→ WHAT THE TASK ASKS:
Check each line of the records below and collect those that include the word "invalid".

Data excerpts
• • • • • • •

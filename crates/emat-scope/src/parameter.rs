//! Input parameters: constants, exogenous uncertainties and policy levers.

use serde::{Deserialize, Serialize};

use crate::error::ScopeFormatError;
use crate::value::ScalarValue;

// ============================================================================
// Kinds and dtypes
// ============================================================================

/// The `ptype` of an input.
#[derive(Debug, Clone, Copy, PartialEq, Eq, Hash, Serialize, Deserialize)]
#[serde(rename_all = "snake_case")]
pub enum ParameterKind {
    /// Held fixed at its default across all experiments.
    Constant,
    /// Exogenous; sampled during scenario generation.
    Uncertainty,
    /// Controlled by the decision maker; varied during policy search.
    Lever,
}

impl ParameterKind {
    /// Accepts the canonical names and the common aliases, case-insensitively.
    pub fn parse(text: &str) -> Option<Self> {
        let normalized = text.trim().to_ascii_lowercase();
        match normalized.as_str() {
            "constant" | "fixed" => Some(Self::Constant),
            "uncertainty" | "exogenous uncertainty" | "unc" => Some(Self::Uncertainty),
            "policy lever" | "lever" | "policy" => Some(Self::Lever),
            _ => None,
        }
    }

    /// Canonical spelling used in scope files.
    pub fn as_str(self) -> &'static str {
        match self {
            Self::Constant => "constant",
            Self::Uncertainty => "uncertainty",
            Self::Lever => "policy lever",
        }
    }

    /// Whether inputs of this kind are varied during experimentation.
    pub fn is_sampled(self) -> bool {
        !matches!(self, Self::Constant)
    }
}

impl std::fmt::Display for ParameterKind {
    fn fmt(&self, f: &mut std::fmt::Formatter<'_>) -> std::fmt::Result {
        f.write_str(self.as_str())
    }
}

#[derive(Debug, Clone, Copy, PartialEq, Eq, Hash, Serialize, Deserialize)]
#[serde(rename_all = "snake_case")]
pub enum DType {
    Float,
    Int,
    Bool,
    Cat,
}

impl DType {
    pub fn parse(text: &str) -> Option<Self> {
        let normalized = text.trim().to_ascii_lowercase();
        match normalized.as_str() {
            "float" | "real" => Some(Self::Float),
            "int" | "integer" => Some(Self::Int),
            "bool" | "boolean" => Some(Self::Bool),
            "cat" | "categorical" => Some(Self::Cat),
            _ => None,
        }
    }

    pub fn as_str(self) -> &'static str {
        match self {
            Self::Float => "float",
            Self::Int => "int",
            Self::Bool => "bool",
            Self::Cat => "cat",
        }
    }
}

impl std::fmt::Display for DType {
    fn fmt(&self, f: &mut std::fmt::Formatter<'_>) -> std::fmt::Result {
        f.write_str(self.as_str())
    }
}

// ============================================================================
// Domains and distributions
// ============================================================================

/// The typed value space of an input.
#[derive(Debug, Clone, PartialEq, Serialize, Deserialize)]
#[serde(tag = "dtype", rename_all = "snake_case")]
pub enum Domain {
    Float { min: Option<f64>, max: Option<f64> },
    Int { min: Option<i64>, max: Option<i64> },
    Bool,
    Cat { values: Vec<ScalarValue> },
}

impl Domain {
    pub fn dtype(&self) -> DType {
        match self {
            Self::Float { .. } => DType::Float,
            Self::Int { .. } => DType::Int,
            Self::Bool => DType::Bool,
            Self::Cat { .. } => DType::Cat,
        }
    }

    /// Numeric bounds as `f64`, when both are declared.
    pub fn bounds(&self) -> Option<(f64, f64)> {
        match self {
            Self::Float {
                min: Some(lo),
                max: Some(hi),
            } => Some((*lo, *hi)),
            Self::Int {
                min: Some(lo),
                max: Some(hi),
            } => Some((*lo as f64, *hi as f64)),
            _ => None,
        }
    }

    fn has_any_bound(&self) -> bool {
        match self {
            Self::Float { min, max } => min.is_some() || max.is_some(),
            Self::Int { min, max } => min.is_some() || max.is_some(),
            Self::Bool | Self::Cat { .. } => false,
        }
    }
}

/// Location of the mode of a peaked distribution.
#[derive(Debug, Clone, Copy, PartialEq, Serialize, Deserialize)]
#[serde(rename_all = "snake_case")]
pub enum Peak {
    /// In the units of the input.
    Absolute(f64),
    /// As a fraction of the way from `min` to `max`.
    Relative(f64),
}

impl Peak {
    pub fn resolve(self, min: f64, max: f64) -> f64 {
        match self {
            Self::Absolute(x) => x,
            Self::Relative(r) => min + r * (max - min),
        }
    }
}

pub const DEFAULT_PERT_GAMMA: f64 = 4.0;

/// Sampling distribution of an input (`dist`).
#[derive(Debug, Clone, PartialEq, Serialize, Deserialize)]
#[serde(tag = "name", rename_all = "snake_case")]
pub enum Distribution {
    Constant,
    Uniform,
    Triangle { peak: Peak },
    Pert { peak: Peak, gamma: f64 },
}

impl Distribution {
    pub fn name(&self) -> &'static str {
        match self {
            Self::Constant => "constant",
            Self::Uniform => "uniform",
            Self::Triangle { .. } => "triangle",
            Self::Pert { .. } => "pert",
        }
    }

    pub fn peak(&self) -> Option<Peak> {
        match self {
            Self::Triangle { peak } | Self::Pert { peak, .. } => Some(*peak),
            Self::Constant | Self::Uniform => None,
        }
    }
}

// ============================================================================
// Parameter
// ============================================================================

/// One entry of the scope's `inputs` mapping.
#[derive(Debug, Clone, PartialEq, Serialize, Deserialize)]
pub struct Parameter {
    pub name: String,
    pub kind: ParameterKind,
    #[serde(default, skip_serializing_if = "Option::is_none")]
    pub desc: Option<String>,
    pub domain: Domain,
    #[serde(default, skip_serializing_if = "Option::is_none")]
    pub default: Option<ScalarValue>,
    #[serde(default, skip_serializing_if = "Option::is_none")]
    pub dist: Option<Distribution>,
    /// Names of correlated inputs, as written in the document.
    #[serde(default, skip_serializing_if = "Option::is_none")]
    pub corr: Option<Vec<String>>,
}

impl Parameter {
    pub fn dtype(&self) -> DType {
        self.domain.dtype()
    }

    /// Category values; bool inputs report `[false, true]`.
    pub fn values(&self) -> Option<Vec<ScalarValue>> {
        match &self.domain {
            Domain::Cat { values } => Some(values.clone()),
            Domain::Bool => Some(vec![ScalarValue::Bool(false), ScalarValue::Bool(true)]),
            Domain::Float { .. } | Domain::Int { .. } => None,
        }
    }

    /// The declared sampling distribution; sampled inputs default to uniform.
    pub fn distribution(&self) -> Option<&Distribution> {
        match (&self.dist, self.kind.is_sampled()) {
            (Some(d), _) => Some(d),
            (None, true) => Some(&Distribution::Uniform),
            (None, false) => None,
        }
    }

    /// The declared default, or a value derived from the domain when absent.
    pub fn effective_default(&self) -> Option<ScalarValue> {
        if let Some(default) = &self.default {
            return Some(default.clone());
        }
        match &self.domain {
            Domain::Float {
                min: Some(lo),
                max: Some(hi),
            } => Some(ScalarValue::Float(lo / 2.0 + hi / 2.0)),
            Domain::Int {
                min: Some(lo),
                max: Some(hi),
            } => {
                let mid = (i128::from(*lo) + i128::from(*hi)).div_euclid(2);
                i64::try_from(mid).ok().map(ScalarValue::Int)
            }
            Domain::Bool => Some(ScalarValue::Bool(false)),
            Domain::Cat { values } => values.first().cloned(),
            Domain::Float { .. } | Domain::Int { .. } => None,
        }
    }

    /// Check the record's internal consistency.
    ///
    /// Cross-record constraints (name uniqueness, `corr` partners) are
    /// checked by `Scope::new`.
    pub fn validate(&self) -> Result<(), ScopeFormatError> {
        let path = format!("inputs.{}", self.name);

        if self.name.trim().is_empty() {
            return Err(ScopeFormatError::invalid("inputs", "input name cannot be empty"));
        }

        if self.kind == ParameterKind::Constant && self.default.is_none() {
            return Err(ScopeFormatError::missing(&path, "default"));
        }

        match &self.domain {
            Domain::Float { min, max } => {
                for (key, bound) in [("min", min), ("max", max)] {
                    if let Some(x) = bound {
                        if !x.is_finite() {
                            return Err(ScopeFormatError::invalid(
                                format!("{path}.{key}"),
                                "bound must be finite",
                            ));
                        }
                    }
                }
                self.check_bounds_present(&path, min.is_some(), max.is_some())?;
                if let (Some(lo), Some(hi)) = (min, max) {
                    check_ordered(&path, *lo, *hi)?;
                }
                if let Some(default) = &self.default {
                    let x = default.as_f64().ok_or_else(|| {
                        ScopeFormatError::wrong_type(format!("{path}.default"), "a number")
                    })?;
                    if !x.is_finite() {
                        return Err(ScopeFormatError::invalid(
                            format!("{path}.default"),
                            "default must be finite",
                        ));
                    }
                    check_in_range(&path, x, min.as_ref().copied(), max.as_ref().copied())?;
                }
            }
            Domain::Int { min, max } => {
                self.check_bounds_present(&path, min.is_some(), max.is_some())?;
                if let (Some(lo), Some(hi)) = (min, max) {
                    check_ordered(&path, *lo, *hi)?;
                }
                if let Some(default) = &self.default {
                    let x = default.as_i64().ok_or_else(|| {
                        ScopeFormatError::wrong_type(format!("{path}.default"), "an integer")
                    })?;
                    check_in_range(&path, x, *min, *max)?;
                }
            }
            Domain::Bool => {
                if let Some(default) = &self.default {
                    if default.as_bool().is_none() {
                        return Err(ScopeFormatError::wrong_type(
                            format!("{path}.default"),
                            "a boolean",
                        ));
                    }
                }
            }
            Domain::Cat { values } => {
                if values.is_empty() && self.kind.is_sampled() {
                    return Err(ScopeFormatError::invalid(
                        format!("{path}.values"),
                        "categorical inputs must list at least one value",
                    ));
                }
                for (i, value) in values.iter().enumerate() {
                    if values[..i].contains(value) {
                        return Err(ScopeFormatError::DuplicateName {
                            section: format!("{path}.values"),
                            name: value.to_string(),
                        });
                    }
                }
                if let Some(default) = &self.default {
                    if !values.is_empty() && !values.contains(default) {
                        return Err(ScopeFormatError::invalid(
                            format!("{path}.default"),
                            format!("default `{default}` is not one of the listed values"),
                        ));
                    }
                }
            }
        }

        if let Some(dist) = &self.dist {
            self.validate_distribution(&path, dist)?;
        }

        if let Some(partners) = &self.corr {
            if partners.iter().any(|p| p == &self.name) {
                return Err(ScopeFormatError::invalid(
                    format!("{path}.corr"),
                    "an input cannot be correlated with itself",
                ));
            }
        }

        Ok(())
    }

    fn check_bounds_present(
        &self,
        path: &str,
        has_min: bool,
        has_max: bool,
    ) -> Result<(), ScopeFormatError> {
        if !self.kind.is_sampled() {
            return Ok(());
        }
        if !has_min {
            return Err(ScopeFormatError::missing(path, "min"));
        }
        if !has_max {
            return Err(ScopeFormatError::missing(path, "max"));
        }
        Ok(())
    }

    fn validate_distribution(&self, path: &str, dist: &Distribution) -> Result<(), ScopeFormatError> {
        let dist_path = format!("{path}.dist");
        let Some(peak) = dist.peak() else {
            return Ok(());
        };
        let Some((lo, hi)) = self.domain.bounds() else {
            return Err(ScopeFormatError::invalid(
                dist_path,
                format!("`{}` requires numeric min and max", dist.name()),
            ));
        };
        match peak {
            Peak::Relative(r) => {
                if !(0.0..=1.0).contains(&r) {
                    return Err(ScopeFormatError::OutOfRange {
                        path: format!("{dist_path}.rel_peak"),
                        value: r.to_string(),
                        min: "0".to_string(),
                        max: "1".to_string(),
                    });
                }
            }
            Peak::Absolute(x) => {
                if !(lo..=hi).contains(&x) {
                    return Err(ScopeFormatError::OutOfRange {
                        path: format!("{dist_path}.peak"),
                        value: x.to_string(),
                        min: lo.to_string(),
                        max: hi.to_string(),
                    });
                }
            }
        }
        if let Distribution::Pert { gamma, .. } = dist {
            if !gamma.is_finite() || *gamma <= 0.0 {
                return Err(ScopeFormatError::invalid(
                    format!("{dist_path}.gamma"),
                    "gamma must be a positive number",
                ));
            }
        }
        Ok(())
    }

    /// Whether the domain carries numeric bounds at all.
    pub fn is_bounded(&self) -> bool {
        self.domain.has_any_bound()
    }
}

fn check_ordered<T: PartialOrd + std::fmt::Display>(
    path: &str,
    lo: T,
    hi: T,
) -> Result<(), ScopeFormatError> {
    if lo > hi {
        return Err(ScopeFormatError::invalid(
            path,
            format!("min ({lo}) is greater than max ({hi})"),
        ));
    }
    Ok(())
}

fn check_in_range<T: PartialOrd + std::fmt::Display + Copy>(
    path: &str,
    value: T,
    min: Option<T>,
    max: Option<T>,
) -> Result<(), ScopeFormatError> {
    let below = min.map(|lo| value < lo).unwrap_or(false);
    let above = max.map(|hi| value > hi).unwrap_or(false);
    if below || above {
        let show = |b: Option<T>| b.map(|x| x.to_string()).unwrap_or_else(|| "..".to_string());
        return Err(ScopeFormatError::OutOfRange {
            path: format!("{path}.default"),
            value: value.to_string(),
            min: show(min),
            max: show(max),
        });
    }
    Ok(())
}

• • • • • • •

→ THE ANSWER:
            return Err(ScopeFormatError::invalid("inputs", "input name cannot be empty"));
                            return Err(ScopeFormatError::invalid(
                        return Err(ScopeFormatError::invalid(
                    return Err(ScopeFormatError::invalid(
                        return Err(ScopeFormatError::invalid(
                return Err(ScopeFormatError::invalid(
            return Err(ScopeFormatError::invalid(
                return Err(ScopeFormatError::invalid(
        return Err(ScopeFormatError::invalid(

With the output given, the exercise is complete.